Perhaps in a last-ditch attempt to find something that might make the show appear refined, the word "nation" was added to give an extra flair to the title.

It is a show that individuals of all ages may be attracted to, especially if they have a penchant toward food-based travelogues.

Each episode provides a vignette detailing a unique aspect of culinary history or famous restaurants, climaxed by a challenge participated in by the host or an individual he cheers on.

Brainstorming sessions are shown where techniques for grotesquely wolfing down as much food as gluttonously possible are outlined.

In the first episode of the season, a challenge is issued for a college student to attempt to break a record by eating 10 grilled cheese sandwiches with a combined weight of 6 pounds. He is given an hour to perform this daunting task.

Strategies outlining how best to eat multiple grease-laden sandwiches in one fail swoop are thoroughly outlined.

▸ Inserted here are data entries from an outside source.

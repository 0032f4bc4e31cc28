//! A `log` backend that renders records with the crate's own styles.
//!
//! ```rust,no_run
//! use log::LevelFilter;
//! use termcolorized::logging::StyledLogger;
//!
//! StyledLogger::new()
//!     .level(LevelFilter::Debug)
//!     .show_target(true)
//!     .init()
//!     .expect("logger already installed");
//!
//! log::info!("ready");
//! ```

use std::io::{self, Write};
use std::sync::Mutex;

use log::{Level, LevelFilter, Log, Metadata, Record, SetLoggerError};
use time::{OffsetDateTime, format_description::OwnedFormatItem};

use crate::presets;
use crate::style::{StyleOptions, compose};
use crate::sync::lock_recover;
use crate::terminal;

const DEFAULT_TIME_FORMAT: &str = "[hour]:[minute]:[second]";

/// Logger for the `log` crate that writes one styled line per record.
///
/// `StyledLogger` is `Sync`; the writer sits behind a mutex with poison
/// recovery, so concurrent records never interleave within a line.
pub struct StyledLogger {
    writer: Mutex<Box<dyn Write + Send>>,
    level: LevelFilter,
    show_time: bool,
    omit_repeated_times: bool,
    show_level: bool,
    show_target: bool,
    color: bool,
    time_format: OwnedFormatItem,
    last_time: Mutex<Option<String>>,
}

impl StyledLogger {
    /// Logger writing to stderr, colored when stderr supports it.
    #[must_use]
    pub fn new() -> Self {
        Self::with_writer(Box::new(io::stderr())).color(terminal::stderr_supports_color())
    }

    /// Logger writing to `writer`, colored.
    #[must_use]
    pub fn with_writer(writer: Box<dyn Write + Send>) -> Self {
        let time_format = time::format_description::parse_owned::<2>(DEFAULT_TIME_FORMAT)
            .unwrap_or_else(|_| OwnedFormatItem::Literal(Vec::<u8>::new().into_boxed_slice()));
        Self {
            writer: Mutex::new(writer),
            level: LevelFilter::Info,
            show_time: true,
            omit_repeated_times: true,
            show_level: true,
            show_target: false,
            color: true,
            time_format,
            last_time: Mutex::new(None),
        }
    }

    /// Set the minimum log level.
    #[must_use]
    pub fn level(mut self, level: LevelFilter) -> Self {
        self.level = level;
        self
    }

    /// Enable or disable timestamps.
    #[must_use]
    pub fn show_time(mut self, show: bool) -> Self {
        self.show_time = show;
        self
    }

    /// Blank out a timestamp equal to the previous one.
    #[must_use]
    pub fn omit_repeated_times(mut self, omit: bool) -> Self {
        self.omit_repeated_times = omit;
        self
    }

    /// Enable or disable the level column.
    #[must_use]
    pub fn show_level(mut self, show: bool) -> Self {
        self.show_level = show;
        self
    }

    /// Append the record target after the message.
    #[must_use]
    pub fn show_target(mut self, show: bool) -> Self {
        self.show_target = show;
        self
    }

    /// Enable or disable escape codes.
    #[must_use]
    pub fn color(mut self, color: bool) -> Self {
        self.color = color;
        self
    }

    /// Override the time format (`time` format description syntax). An
    /// invalid description keeps the current format.
    #[must_use]
    pub fn time_format(mut self, format: &str) -> Self {
        if let Ok(parsed) = time::format_description::parse_owned::<2>(format) {
            self.time_format = parsed;
        }
        self
    }

    /// Install as the global logger.
    pub fn init(self) -> Result<(), SetLoggerError> {
        log::set_max_level(self.level);
        log::set_boxed_logger(Box::new(self))
    }

    fn format_time(&self) -> String {
        let now = OffsetDateTime::now_local().unwrap_or_else(|_| OffsetDateTime::now_utc());
        now.format(&self.time_format)
            .unwrap_or_else(|_| now.to_string())
    }

    fn level_style(level: Level) -> StyleOptions {
        match level {
            Level::Error => presets::error_style(),
            Level::Warn => presets::warning_style(),
            Level::Info => presets::info_style(),
            Level::Debug => StyleOptions::new().dim(),
            Level::Trace => StyleOptions::new().color("gray").dim(),
        }
    }

    fn paint(&self, text: &str, style: &StyleOptions) -> String {
        if self.color {
            compose(text, style)
        } else {
            text.to_string()
        }
    }

    fn format_record(&self, record: &Record<'_>) -> String {
        let mut line = String::new();

        if self.show_time {
            let time_str = self.format_time();
            let display = if self.omit_repeated_times {
                let mut last = lock_recover(&self.last_time);
                if last.as_ref() == Some(&time_str) {
                    " ".repeat(time_str.chars().count())
                } else {
                    *last = Some(time_str.clone());
                    time_str
                }
            } else {
                time_str
            };
            line.push_str(&self.paint(&display, &StyleOptions::new().dim()));
            line.push(' ');
        }

        if self.show_level {
            let padded = format!("{:<5}", record.level());
            line.push_str(&self.paint(&padded, &Self::level_style(record.level())));
            line.push(' ');
        }

        line.push_str(&record.args().to_string());

        if self.show_target && !record.target().is_empty() {
            line.push(' ');
            line.push_str(&self.paint(record.target(), &StyleOptions::new().dim()));
        }

        line
    }
}

impl Default for StyledLogger {
    fn default() -> Self {
        Self::new()
    }
}

impl Log for StyledLogger {
    fn enabled(&self, metadata: &Metadata<'_>) -> bool {
        metadata.level() <= self.level
    }

    fn log(&self, record: &Record<'_>) {
        if !self.enabled(record.metadata()) {
            return;
        }

        let line = self.format_record(record);
        let mut writer = lock_recover(&self.writer);
        // A logger has nowhere to report its own write failures.
        let _ = writeln!(writer, "{line}");
    }

    fn flush(&self) {
        let _ = lock_recover(&self.writer).flush();
    }
}
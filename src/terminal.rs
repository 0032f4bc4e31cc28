//! Color support detection.
//!
//! The encoders always emit escape codes. This probe is for callers that want
//! to strip them when stdout cannot show color (see
//! [`crate::presets::print_styled`]).

use std::io::IsTerminal;

/// Environment variables consulted by [`supports_color`].
#[derive(Debug, Clone, Default, PartialEq, Eq)]
pub struct EnvSettings {
    pub no_color: Option<String>,
    pub force_color: Option<String>,
    pub colorterm: Option<String>,
    pub term: Option<String>,
}

impl EnvSettings {
    /// Snapshot of the current process environment.
    #[must_use]
    pub fn from_env() -> Self {
        Self {
            no_color: std::env::var("NO_COLOR").ok(),
            force_color: std::env::var("FORCE_COLOR").ok(),
            colorterm: std::env::var("COLORTERM").ok(),
            term: std::env::var("TERM").ok(),
        }
    }
}

/// Whether stdout should receive color.
#[must_use]
pub fn supports_color() -> bool {
    supports_color_with(&EnvSettings::from_env(), std::io::stdout().is_terminal())
}

/// Whether stderr should receive color.
#[must_use]
pub fn stderr_supports_color() -> bool {
    supports_color_with(&EnvSettings::from_env(), std::io::stderr().is_terminal())
}

/// Decide color support from explicit settings.
///
/// In order: a non-empty `NO_COLOR` disables color, a `FORCE_COLOR` other than
/// empty or `0` enables it, `TERM=dumb` (or `unknown`) disables it, a set
/// `COLORTERM` enables it, and otherwise color follows `is_tty`.
#[must_use]
pub fn supports_color_with(env: &EnvSettings, is_tty: bool) -> bool {
    // https://no-color.org/
    if env.no_color.as_deref().is_some_and(|value| !value.is_empty()) {
        return false;
    }

    if env
        .force_color
        .as_deref()
        .map(str::trim)
        .is_some_and(|value| !value.is_empty() && value != "0")
    {
        return true;
    }

    let term = env
        .term
        .as_deref()
        .map(|value| value.trim().to_lowercase())
        .unwrap_or_default();
    if term == "dumb" || term == "unknown" {
        return false;
    }

    if env.colorterm.as_deref().is_some_and(|value| !value.trim().is_empty()) {
        return true;
    }

    is_tty
}
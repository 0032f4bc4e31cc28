//! Frame builders for the console animations.
//!
//! Every animation in [`crate::animation`] is a loop over frame indices. The
//! functions here map `(text, index)` to the string drawn for that frame and
//! never touch the terminal, so the frames can be checked without timing.
//!
//! ```
//! use termcolorized::frames;
//!
//! assert_eq!(frames::typing("hello", 1), "he");
//! assert_eq!(frames::bounce("hi", 3), "  hi");
//! assert_eq!(frames::progress("Loading", 4, 0.5), "Loading [██░░] 50%");
//! ```

use rand::Rng;

use crate::style::{StyleOptions, colorize, compose, dim};

/// Number of frames drawn by [`blink`].
pub const BLINK_FRAMES: usize = 10;
/// Number of frames drawn by [`pulse`].
pub const PULSE_FRAMES: usize = 6;
/// Number of frames drawn by [`bounce`].
pub const BOUNCE_FRAMES: usize = 20;
/// Number of frames drawn by [`rainbow`].
pub const RAINBOW_FRAMES: usize = 12;

/// Foreground colors cycled by [`rainbow`].
pub const RAINBOW_CYCLE: [&str; 6] = ["red", "yellow", "green", "cyan", "blue", "magenta"];

/// Glyphs shown by [`matrix`] before a position settles.
pub const MATRIX_GLYPHS: &str = "ABCDEFGHIJKLMNOPQRSTUVWXYZ0123456789@#$%^&*()";

const WAVE_AMPLITUDE: f64 = 3.0;
const BOUNCE_HEIGHT: f64 = 2.0;
const PHASE_STEP: f64 = 0.5;

const FILLED: &str = "\u{2588}"; // █
const EMPTY: &str = "\u{2591}"; // ░

/// Number of frames [`typing`] and [`wave`] draw for `text`.
#[must_use]
pub fn per_char_frames(text: &str) -> usize {
    text.chars().count()
}

/// Number of frames [`matrix`] draws for `text`.
#[must_use]
pub fn matrix_frames(text: &str) -> usize {
    2 * text.chars().count()
}

/// The first `index + 1` characters.
#[must_use]
pub fn typing(text: &str, index: usize) -> String {
    text.chars().take(index + 1).collect()
}

/// Leading spaces for frame `index` of [`wave`]: `round(sin(i * 0.5) * 3)`,
/// never below zero.
#[must_use]
#[allow(clippy::cast_precision_loss, clippy::cast_possible_truncation, clippy::cast_sign_loss)]
pub fn wave_offset(index: usize) -> usize {
    let offset = ((index as f64 * PHASE_STEP).sin() * WAVE_AMPLITUDE).round();
    offset.max(0.0) as usize
}

/// [`typing`] shifted right by [`wave_offset`].
#[must_use]
pub fn wave(text: &str, index: usize) -> String {
    format!("{}{}", " ".repeat(wave_offset(index)), typing(text, index))
}

/// The text on even frames, nothing on odd frames.
#[must_use]
pub fn blink(text: &str, index: usize) -> String {
    if index % 2 == 0 {
        text.to_string()
    } else {
        String::new()
    }
}

/// Dim, plain, bold, repeating.
#[must_use]
pub fn pulse(text: &str, index: usize) -> String {
    match index % 3 {
        0 => dim(text),
        1 => text.to_string(),
        _ => compose(text, &StyleOptions::new().bold()),
    }
}

/// Leading spaces for frame `index` of [`bounce`]: `round(|sin(i * 0.5)| * 2)`.
#[must_use]
#[allow(clippy::cast_precision_loss, clippy::cast_possible_truncation, clippy::cast_sign_loss)]
pub fn bounce_offset(index: usize) -> usize {
    ((index as f64 * PHASE_STEP).sin().abs() * BOUNCE_HEIGHT).round() as usize
}

/// The whole text shifted right by [`bounce_offset`].
#[must_use]
pub fn bounce(text: &str, index: usize) -> String {
    format!("{}{text}", " ".repeat(bounce_offset(index)))
}

/// The whole text in the next color of [`RAINBOW_CYCLE`].
#[must_use]
pub fn rainbow(text: &str, index: usize) -> String {
    colorize(text, Some(RAINBOW_CYCLE[index % RAINBOW_CYCLE.len()]), None)
}

/// Matrix reveal, colored green.
///
/// Position `j` appears at frame `j` as a random glyph and settles on the
/// real character once `index - j` reaches the text length, so the last of
/// the [`matrix_frames`] frames shows the plain text.
#[must_use]
pub fn matrix<R: Rng + ?Sized>(text: &str, index: usize, rng: &mut R) -> String {
    let len = text.chars().count();
    let glyphs = MATRIX_GLYPHS.as_bytes();

    let frame: String = text
        .chars()
        .enumerate()
        .take_while(|(j, _)| *j <= index)
        .map(|(j, ch)| {
            if index - j >= len {
                ch
            } else {
                char::from(glyphs[rng.random_range(0..glyphs.len())])
            }
        })
        .collect();

    colorize(&frame, Some("green"), None)
}

/// `text [███░░░] NN%` for `progress` in 0.0..=1.0 (clamped).
#[must_use]
#[allow(clippy::cast_precision_loss, clippy::cast_possible_truncation, clippy::cast_sign_loss)]
pub fn progress(text: &str, width: usize, progress: f64) -> String {
    let progress = if progress.is_nan() { 0.0 } else { progress.clamp(0.0, 1.0) };
    let filled = ((width as f64 * progress).round() as usize).min(width);
    let percent = (progress * 100.0).round() as u32;
    format!(
        "{text} [{}{}] {percent}%",
        FILLED.repeat(filled),
        EMPTY.repeat(width - filled)
    )
}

The subliminal messaging conveyed to susceptible young minds is worthy of question.

The show is largely family friendly, but it was dismaying to hear the language used by various participants. There were multiple vain references to deity, in addition to other mild swearing. Some of the more graphic language was bleeped out.

Those concerned about the language children are exposed to will probably want to review it on their own first. There are some very mild sexual innuendos scattered throughout random shows. They seemed to be very low key and would certainly fly over the head of a younger audience.

Typical of a reality TV show, there was plenty of immodesty that was present in various scenes including a beach scene that was briefly panned over in one episode.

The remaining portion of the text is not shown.